:: EXERCISE REQUIREMENTS ::
Locate all lines in the data below that hold "addresses" and show them.
---- GIVEN DATA
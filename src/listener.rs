//! Listener set construction and socket configuration
//!
//! Turns a list of endpoint specifications into a fixed set of listening
//! sockets. Binding happens in one pass at startup; the set never changes
//! while the process runs.

use std::net::SocketAddr;

use anyhow::{Context, Result, ensure};
use socket2::{Domain, Protocol, Socket, Type};
use tracing::{debug, warn};

use crate::constants::DEFAULT_PORT;
use crate::constants::listener::BACKLOG;
use crate::resolver::{self, ResolveMode};

/// A bound socket paired with the specification text it came from, kept for
/// diagnostics when listen or accept fails later.
#[derive(Debug)]
pub struct Listener {
    socket: Socket,
    label: String,
}

impl Listener {
    #[must_use]
    pub fn socket(&self) -> &Socket {
        &self.socket
    }

    #[must_use]
    pub fn label(&self) -> &str {
        &self.label
    }
}

/// The full set of listening sockets, in registration order.
#[derive(Debug)]
pub struct ListenerSet {
    listeners: Vec<Listener>,
}

impl ListenerSet {
    /// Resolve every specification and bind a socket per resolved address,
    /// up to `max` sockets total. Resolution and bind failures are fatal;
    /// hitting the cap only logs a warning and stops adding sockets.
    pub fn bind(specs: &[String], max: usize) -> Result<Self> {
        let mut listeners = Vec::new();
        'specs: for spec in specs {
            let addrs = resolver::resolve(spec, DEFAULT_PORT, ResolveMode::Listen)?;
            for addr in addrs {
                if listeners.len() >= max {
                    warn!(
                        "listener cap of {} reached, ignoring remaining addresses in {}",
                        max, spec
                    );
                    break 'specs;
                }
                listeners.push(Self::bind_one(addr, spec)?);
            }
        }
        ensure!(!listeners.is_empty(), "no usable listen addresses");
        Ok(Self { listeners })
    }

    fn bind_one(addr: SocketAddr, label: &str) -> Result<Listener> {
        let domain = if addr.is_ipv4() {
            Domain::IPV4
        } else {
            Domain::IPV6
        };
        let socket = Socket::new(domain, Type::STREAM, Some(Protocol::TCP)).context("socket")?;

        // An IPv6 listener must not implicitly serve v4-mapped addresses;
        // dual-stack specs get their own IPv4 socket instead.
        if addr.is_ipv6() {
            socket
                .set_only_v6(true)
                .with_context(|| format!("setsockopt(IPV6_V6ONLY): {}", label))?;
        }
        socket
            .set_reuse_address(true)
            .with_context(|| format!("setsockopt(SO_REUSEADDR): {}", label))?;
        socket
            .bind(&addr.into())
            .with_context(|| format!("bind({})", label))?;

        debug!("bound {} for {}", addr, label);
        Ok(Listener {
            socket,
            label: label.to_string(),
        })
    }

    /// Mark every socket non-blocking and put it into the listening state.
    /// Called once, after any backgrounding transition.
    pub fn start_listening(&self) -> Result<()> {
        for listener in &self.listeners {
            listener
                .socket
                .set_nonblocking(true)
                .with_context(|| format!("fcntl(O_NONBLOCK): {}", listener.label))?;
            listener
                .socket
                .listen(BACKLOG)
                .with_context(|| format!("listen({})", listener.label))?;
        }
        Ok(())
    }

    #[must_use]
    pub fn len(&self) -> usize {
        self.listeners.len()
    }

    #[must_use]
    pub fn is_empty(&self) -> bool {
        self.listeners.is_empty()
    }

    #[must_use]
    pub fn as_slice(&self) -> &[Listener] {
        &self.listeners
    }

    pub fn iter(&self) -> std::slice::Iter<'_, Listener> {
        self.listeners.iter()
    }

    /// The locally bound addresses, in registration order.
    pub fn local_addrs(&self) -> Result<Vec<SocketAddr>> {
        self.listeners
            .iter()
            .map(|l| {
                let addr = l
                    .socket
                    .local_addr()
                    .with_context(|| format!("getsockname({})", l.label))?;
                addr.as_socket()
                    .with_context(|| format!("{}: not an inet address", l.label))
            })
            .collect()
    }
}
--------
:: YOUR SOLUTION ::
                        "listener cap of {} reached, ignoring remaining addresses in {}",
        ensure!(!listeners.is_empty(), "no usable listen addresses");
        // An IPv6 listener must not implicitly serve v4-mapped addresses;
    /// The locally bound addresses, in registration order.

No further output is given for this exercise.